>>>>

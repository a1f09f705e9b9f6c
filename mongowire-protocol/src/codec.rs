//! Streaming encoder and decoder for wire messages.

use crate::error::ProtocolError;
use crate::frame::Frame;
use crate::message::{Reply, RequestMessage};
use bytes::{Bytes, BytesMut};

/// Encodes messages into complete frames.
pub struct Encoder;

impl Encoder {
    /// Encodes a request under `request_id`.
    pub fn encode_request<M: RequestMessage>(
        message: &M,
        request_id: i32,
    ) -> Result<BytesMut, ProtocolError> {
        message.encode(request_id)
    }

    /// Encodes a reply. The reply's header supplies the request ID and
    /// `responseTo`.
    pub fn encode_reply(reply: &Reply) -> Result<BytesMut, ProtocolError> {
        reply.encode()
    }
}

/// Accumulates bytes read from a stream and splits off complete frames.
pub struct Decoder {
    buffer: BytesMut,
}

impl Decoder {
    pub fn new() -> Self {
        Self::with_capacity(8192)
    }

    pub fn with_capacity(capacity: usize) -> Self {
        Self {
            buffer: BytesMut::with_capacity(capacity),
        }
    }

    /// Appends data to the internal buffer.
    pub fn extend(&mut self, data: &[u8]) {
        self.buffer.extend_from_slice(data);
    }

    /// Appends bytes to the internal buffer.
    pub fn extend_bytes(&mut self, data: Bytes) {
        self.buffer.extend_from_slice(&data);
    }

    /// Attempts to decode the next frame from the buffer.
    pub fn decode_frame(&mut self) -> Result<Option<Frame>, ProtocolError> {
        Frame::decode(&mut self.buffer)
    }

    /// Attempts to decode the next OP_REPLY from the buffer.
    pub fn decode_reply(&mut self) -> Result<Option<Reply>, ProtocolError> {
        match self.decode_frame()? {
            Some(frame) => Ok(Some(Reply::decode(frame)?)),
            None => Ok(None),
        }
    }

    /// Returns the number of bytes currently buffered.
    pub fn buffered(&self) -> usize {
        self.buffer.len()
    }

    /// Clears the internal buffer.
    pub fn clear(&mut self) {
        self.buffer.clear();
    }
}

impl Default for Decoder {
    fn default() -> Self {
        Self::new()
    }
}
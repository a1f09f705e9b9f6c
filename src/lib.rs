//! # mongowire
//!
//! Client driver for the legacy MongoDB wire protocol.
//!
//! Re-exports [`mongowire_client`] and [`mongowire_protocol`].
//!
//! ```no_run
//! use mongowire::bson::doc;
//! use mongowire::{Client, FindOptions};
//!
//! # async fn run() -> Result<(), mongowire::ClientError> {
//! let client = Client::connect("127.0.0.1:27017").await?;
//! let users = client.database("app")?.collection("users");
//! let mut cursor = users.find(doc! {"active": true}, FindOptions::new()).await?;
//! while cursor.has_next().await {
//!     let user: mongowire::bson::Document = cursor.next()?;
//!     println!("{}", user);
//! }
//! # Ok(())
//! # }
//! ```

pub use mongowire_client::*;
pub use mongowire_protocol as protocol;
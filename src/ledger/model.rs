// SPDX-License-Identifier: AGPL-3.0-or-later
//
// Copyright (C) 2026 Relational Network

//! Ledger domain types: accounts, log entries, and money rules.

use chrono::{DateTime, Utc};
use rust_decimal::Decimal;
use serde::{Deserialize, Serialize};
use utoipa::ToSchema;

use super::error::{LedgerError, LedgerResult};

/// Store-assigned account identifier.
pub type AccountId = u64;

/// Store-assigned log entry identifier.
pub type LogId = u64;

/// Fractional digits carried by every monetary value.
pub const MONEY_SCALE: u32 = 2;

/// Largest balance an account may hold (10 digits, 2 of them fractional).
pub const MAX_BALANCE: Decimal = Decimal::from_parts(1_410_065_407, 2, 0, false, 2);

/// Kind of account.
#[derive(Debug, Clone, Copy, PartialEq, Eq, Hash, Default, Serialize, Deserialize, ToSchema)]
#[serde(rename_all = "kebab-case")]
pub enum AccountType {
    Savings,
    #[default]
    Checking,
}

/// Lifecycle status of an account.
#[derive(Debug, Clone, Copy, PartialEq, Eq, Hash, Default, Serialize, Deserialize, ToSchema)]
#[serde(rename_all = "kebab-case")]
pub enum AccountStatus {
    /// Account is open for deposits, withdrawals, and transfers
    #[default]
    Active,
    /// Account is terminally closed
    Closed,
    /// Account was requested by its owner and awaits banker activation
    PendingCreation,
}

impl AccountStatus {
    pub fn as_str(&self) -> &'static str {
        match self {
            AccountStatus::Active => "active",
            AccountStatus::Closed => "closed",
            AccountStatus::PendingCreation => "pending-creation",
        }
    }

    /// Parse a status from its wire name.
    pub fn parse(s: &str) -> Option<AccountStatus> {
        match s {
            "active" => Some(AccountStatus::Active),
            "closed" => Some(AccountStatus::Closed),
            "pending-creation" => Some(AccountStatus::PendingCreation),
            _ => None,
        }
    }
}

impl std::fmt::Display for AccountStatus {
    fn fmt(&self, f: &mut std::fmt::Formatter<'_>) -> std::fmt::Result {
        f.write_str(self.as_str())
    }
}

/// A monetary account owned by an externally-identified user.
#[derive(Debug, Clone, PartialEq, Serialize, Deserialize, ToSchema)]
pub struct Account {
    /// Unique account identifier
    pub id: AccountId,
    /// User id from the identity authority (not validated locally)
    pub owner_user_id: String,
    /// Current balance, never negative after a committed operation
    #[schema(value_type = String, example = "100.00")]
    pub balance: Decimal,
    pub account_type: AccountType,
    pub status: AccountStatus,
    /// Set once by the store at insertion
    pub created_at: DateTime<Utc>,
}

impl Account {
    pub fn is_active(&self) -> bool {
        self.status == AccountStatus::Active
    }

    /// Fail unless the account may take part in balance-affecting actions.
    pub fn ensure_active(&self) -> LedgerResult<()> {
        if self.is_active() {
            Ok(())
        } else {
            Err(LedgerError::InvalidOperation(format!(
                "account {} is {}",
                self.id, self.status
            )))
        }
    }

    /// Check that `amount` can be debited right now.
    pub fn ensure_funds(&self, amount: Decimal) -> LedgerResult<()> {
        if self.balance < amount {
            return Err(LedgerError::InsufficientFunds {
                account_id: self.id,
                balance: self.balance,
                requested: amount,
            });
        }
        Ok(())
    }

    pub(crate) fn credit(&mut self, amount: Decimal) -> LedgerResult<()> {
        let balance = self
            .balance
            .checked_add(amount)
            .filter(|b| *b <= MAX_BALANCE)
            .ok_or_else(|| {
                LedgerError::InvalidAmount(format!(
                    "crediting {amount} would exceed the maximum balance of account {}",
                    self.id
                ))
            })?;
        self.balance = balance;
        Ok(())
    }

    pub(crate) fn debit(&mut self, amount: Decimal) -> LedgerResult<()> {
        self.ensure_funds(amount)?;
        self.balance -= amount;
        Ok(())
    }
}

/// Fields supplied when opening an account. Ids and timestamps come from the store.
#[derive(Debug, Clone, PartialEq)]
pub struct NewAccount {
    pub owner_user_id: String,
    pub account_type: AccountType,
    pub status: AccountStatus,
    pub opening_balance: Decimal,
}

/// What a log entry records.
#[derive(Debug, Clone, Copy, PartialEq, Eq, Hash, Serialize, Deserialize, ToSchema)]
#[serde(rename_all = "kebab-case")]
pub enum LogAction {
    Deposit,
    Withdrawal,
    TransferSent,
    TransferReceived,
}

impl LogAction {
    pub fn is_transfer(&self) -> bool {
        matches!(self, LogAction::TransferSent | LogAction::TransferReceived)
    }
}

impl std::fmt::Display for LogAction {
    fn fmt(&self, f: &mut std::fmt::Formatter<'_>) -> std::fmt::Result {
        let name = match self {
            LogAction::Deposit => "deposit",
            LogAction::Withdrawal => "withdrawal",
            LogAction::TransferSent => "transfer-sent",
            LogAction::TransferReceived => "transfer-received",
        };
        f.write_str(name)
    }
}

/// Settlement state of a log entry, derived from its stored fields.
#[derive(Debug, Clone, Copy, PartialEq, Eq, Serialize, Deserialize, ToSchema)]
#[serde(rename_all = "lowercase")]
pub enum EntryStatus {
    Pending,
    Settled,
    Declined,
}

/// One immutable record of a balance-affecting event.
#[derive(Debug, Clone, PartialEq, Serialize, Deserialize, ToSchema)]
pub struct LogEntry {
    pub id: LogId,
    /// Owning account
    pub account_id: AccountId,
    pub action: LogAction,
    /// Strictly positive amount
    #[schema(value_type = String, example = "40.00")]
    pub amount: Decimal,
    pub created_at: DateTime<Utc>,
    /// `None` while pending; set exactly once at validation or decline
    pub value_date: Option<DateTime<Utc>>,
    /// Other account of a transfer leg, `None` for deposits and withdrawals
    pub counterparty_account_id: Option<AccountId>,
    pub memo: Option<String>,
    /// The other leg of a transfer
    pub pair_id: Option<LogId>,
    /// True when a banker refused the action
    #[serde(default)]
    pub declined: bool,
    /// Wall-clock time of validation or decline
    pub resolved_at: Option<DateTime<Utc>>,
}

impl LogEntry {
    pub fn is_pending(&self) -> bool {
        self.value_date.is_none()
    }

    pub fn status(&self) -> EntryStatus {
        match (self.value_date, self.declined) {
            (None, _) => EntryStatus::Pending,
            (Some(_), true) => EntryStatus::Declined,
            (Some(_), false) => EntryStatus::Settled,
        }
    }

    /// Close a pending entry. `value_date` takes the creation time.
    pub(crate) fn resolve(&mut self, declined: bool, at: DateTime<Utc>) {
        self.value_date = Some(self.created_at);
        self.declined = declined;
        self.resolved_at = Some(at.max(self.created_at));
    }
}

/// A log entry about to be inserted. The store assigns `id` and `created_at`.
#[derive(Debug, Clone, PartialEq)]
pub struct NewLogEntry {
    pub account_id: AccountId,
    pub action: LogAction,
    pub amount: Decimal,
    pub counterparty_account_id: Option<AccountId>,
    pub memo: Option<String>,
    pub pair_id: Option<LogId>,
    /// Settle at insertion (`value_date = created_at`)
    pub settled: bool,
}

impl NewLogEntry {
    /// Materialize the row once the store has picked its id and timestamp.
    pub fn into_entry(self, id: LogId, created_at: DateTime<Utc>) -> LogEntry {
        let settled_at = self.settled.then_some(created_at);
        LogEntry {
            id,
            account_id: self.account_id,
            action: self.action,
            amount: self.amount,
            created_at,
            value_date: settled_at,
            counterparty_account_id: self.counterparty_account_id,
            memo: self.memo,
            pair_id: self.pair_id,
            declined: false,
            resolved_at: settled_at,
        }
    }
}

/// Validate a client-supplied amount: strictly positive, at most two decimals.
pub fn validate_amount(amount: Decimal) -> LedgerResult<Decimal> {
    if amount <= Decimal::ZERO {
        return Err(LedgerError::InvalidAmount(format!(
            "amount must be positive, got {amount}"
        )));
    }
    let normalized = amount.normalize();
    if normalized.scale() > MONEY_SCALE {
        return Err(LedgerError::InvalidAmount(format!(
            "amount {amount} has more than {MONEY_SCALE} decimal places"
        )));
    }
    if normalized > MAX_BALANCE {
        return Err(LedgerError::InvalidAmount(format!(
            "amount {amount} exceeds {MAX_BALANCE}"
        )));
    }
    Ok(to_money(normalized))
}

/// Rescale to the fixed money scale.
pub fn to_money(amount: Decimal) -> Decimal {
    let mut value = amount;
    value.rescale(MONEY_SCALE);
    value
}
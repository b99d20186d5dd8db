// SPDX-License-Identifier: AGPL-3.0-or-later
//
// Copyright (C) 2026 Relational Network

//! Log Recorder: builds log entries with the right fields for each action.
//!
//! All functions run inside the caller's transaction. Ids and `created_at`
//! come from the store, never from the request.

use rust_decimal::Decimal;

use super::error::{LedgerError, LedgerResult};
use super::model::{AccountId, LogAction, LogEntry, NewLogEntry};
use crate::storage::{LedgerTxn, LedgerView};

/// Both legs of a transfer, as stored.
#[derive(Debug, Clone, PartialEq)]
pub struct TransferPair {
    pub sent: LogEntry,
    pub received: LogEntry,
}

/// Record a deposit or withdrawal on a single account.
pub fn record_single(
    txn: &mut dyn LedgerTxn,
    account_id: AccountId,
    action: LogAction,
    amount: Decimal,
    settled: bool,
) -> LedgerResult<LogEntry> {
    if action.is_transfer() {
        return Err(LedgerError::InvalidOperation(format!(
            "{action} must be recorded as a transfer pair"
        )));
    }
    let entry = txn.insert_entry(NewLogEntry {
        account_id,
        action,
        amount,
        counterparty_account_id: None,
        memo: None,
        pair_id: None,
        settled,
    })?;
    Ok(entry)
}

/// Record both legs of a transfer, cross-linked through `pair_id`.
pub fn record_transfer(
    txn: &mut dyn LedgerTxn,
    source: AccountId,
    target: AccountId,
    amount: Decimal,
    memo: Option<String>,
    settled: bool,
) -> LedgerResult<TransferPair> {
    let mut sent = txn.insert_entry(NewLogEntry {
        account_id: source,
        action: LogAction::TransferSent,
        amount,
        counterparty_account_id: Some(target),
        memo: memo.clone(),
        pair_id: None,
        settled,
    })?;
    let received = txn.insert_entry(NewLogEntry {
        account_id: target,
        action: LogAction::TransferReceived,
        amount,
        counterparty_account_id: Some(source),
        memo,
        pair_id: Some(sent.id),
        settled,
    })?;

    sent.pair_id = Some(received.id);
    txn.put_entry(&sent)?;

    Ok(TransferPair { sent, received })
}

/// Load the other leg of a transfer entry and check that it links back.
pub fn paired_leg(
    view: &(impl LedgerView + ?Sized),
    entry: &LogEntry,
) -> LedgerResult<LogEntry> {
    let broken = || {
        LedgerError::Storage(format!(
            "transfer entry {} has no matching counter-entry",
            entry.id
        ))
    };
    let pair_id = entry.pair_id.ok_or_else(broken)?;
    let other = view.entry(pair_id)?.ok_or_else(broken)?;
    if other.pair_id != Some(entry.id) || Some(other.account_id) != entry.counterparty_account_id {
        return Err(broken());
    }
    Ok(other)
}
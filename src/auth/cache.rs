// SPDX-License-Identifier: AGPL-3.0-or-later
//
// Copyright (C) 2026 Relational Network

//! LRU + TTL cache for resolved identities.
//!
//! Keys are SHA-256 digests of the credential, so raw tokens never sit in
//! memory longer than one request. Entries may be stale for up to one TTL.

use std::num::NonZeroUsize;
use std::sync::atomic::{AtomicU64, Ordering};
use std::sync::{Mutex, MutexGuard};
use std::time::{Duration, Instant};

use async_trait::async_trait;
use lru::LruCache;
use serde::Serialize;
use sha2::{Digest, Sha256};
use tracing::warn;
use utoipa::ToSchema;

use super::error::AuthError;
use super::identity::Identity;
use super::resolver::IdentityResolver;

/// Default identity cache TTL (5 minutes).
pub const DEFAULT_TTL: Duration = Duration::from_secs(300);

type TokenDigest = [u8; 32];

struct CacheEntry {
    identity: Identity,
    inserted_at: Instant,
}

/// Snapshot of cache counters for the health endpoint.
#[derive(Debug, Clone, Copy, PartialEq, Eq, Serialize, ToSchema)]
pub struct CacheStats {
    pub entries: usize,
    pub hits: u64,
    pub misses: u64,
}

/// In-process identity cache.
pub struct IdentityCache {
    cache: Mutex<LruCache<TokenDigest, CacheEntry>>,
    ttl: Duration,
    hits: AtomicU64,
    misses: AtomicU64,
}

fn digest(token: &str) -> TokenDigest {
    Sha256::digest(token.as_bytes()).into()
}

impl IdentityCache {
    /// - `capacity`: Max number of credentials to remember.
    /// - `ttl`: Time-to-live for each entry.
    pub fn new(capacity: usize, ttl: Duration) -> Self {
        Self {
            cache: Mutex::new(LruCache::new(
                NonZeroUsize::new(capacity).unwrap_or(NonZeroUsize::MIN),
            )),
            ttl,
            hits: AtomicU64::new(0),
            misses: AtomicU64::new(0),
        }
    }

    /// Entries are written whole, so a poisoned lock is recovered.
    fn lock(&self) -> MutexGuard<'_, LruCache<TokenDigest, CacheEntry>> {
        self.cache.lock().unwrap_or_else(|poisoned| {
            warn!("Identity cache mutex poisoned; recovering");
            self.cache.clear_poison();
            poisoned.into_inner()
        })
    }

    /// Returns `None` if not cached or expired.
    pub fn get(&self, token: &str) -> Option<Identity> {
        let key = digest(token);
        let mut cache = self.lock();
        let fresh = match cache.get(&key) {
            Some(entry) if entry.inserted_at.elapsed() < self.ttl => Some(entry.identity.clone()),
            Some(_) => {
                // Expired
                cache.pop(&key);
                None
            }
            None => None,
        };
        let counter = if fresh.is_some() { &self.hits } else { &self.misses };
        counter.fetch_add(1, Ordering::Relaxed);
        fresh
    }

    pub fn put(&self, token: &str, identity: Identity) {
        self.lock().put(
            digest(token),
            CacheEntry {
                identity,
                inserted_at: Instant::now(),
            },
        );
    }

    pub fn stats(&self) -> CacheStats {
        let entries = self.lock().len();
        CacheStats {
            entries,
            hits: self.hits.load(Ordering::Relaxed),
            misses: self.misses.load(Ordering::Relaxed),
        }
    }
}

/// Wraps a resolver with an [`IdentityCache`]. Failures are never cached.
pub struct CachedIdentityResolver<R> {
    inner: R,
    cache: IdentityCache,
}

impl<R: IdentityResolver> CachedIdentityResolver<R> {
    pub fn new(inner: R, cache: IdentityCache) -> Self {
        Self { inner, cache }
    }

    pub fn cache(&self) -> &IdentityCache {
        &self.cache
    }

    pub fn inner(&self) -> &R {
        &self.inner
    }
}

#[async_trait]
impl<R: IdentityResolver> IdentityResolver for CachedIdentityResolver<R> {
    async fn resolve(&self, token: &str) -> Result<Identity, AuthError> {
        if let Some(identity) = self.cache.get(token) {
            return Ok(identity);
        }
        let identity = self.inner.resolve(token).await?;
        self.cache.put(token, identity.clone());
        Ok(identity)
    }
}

<<<<

REQUIREMENT:
Starting at the first line of the entries above, please extract each line up to and including the line with "pub fn decode_frame(&mut", unchanged, and add nothing.

ANSWER TO THIS PROBLEM:
repository a1f09f705e9b9f6c
filename mongowire-protocol/src/codec.rs
//! Streaming encoder and decoder for wire messages.

use crate::error::ProtocolError;
use crate::frame::Frame;
use crate::message::{Reply, RequestMessage};
use bytes::{Bytes, BytesMut};

/// Encodes messages into complete frames.
pub struct Encoder;

impl Encoder {
    /// Encodes a request under `request_id`.
    pub fn encode_request<M: RequestMessage>(
        message: &M,
        request_id: i32,
    ) -> Result<BytesMut, ProtocolError> {
        message.encode(request_id)
    }

    /// Encodes a reply. The reply's header supplies the request ID and
    /// `responseTo`.
    pub fn encode_reply(reply: &Reply) -> Result<BytesMut, ProtocolError> {
        reply.encode()
    }
}

/// Accumulates bytes read from a stream and splits off complete frames.
pub struct Decoder {
    buffer: BytesMut,
}

impl Decoder {
    pub fn new() -> Self {
        Self::with_capacity(8192)
    }

    pub fn with_capacity(capacity: usize) -> Self {
        Self {
            buffer: BytesMut::with_capacity(capacity),
        }
    }

    /// Appends data to the internal buffer.
    pub fn extend(&mut self, data: &[u8]) {
        self.buffer.extend_from_slice(data);
    }

    /// Appends bytes to the internal buffer.
    pub fn extend_bytes(&mut self, data: Bytes) {
        self.buffer.extend_from_slice(&data);
    }

    /// Attempts to decode the next frame from the buffer.
    pub fn decode_frame(&mut self) -> Result<Option<Frame>, ProtocolError> {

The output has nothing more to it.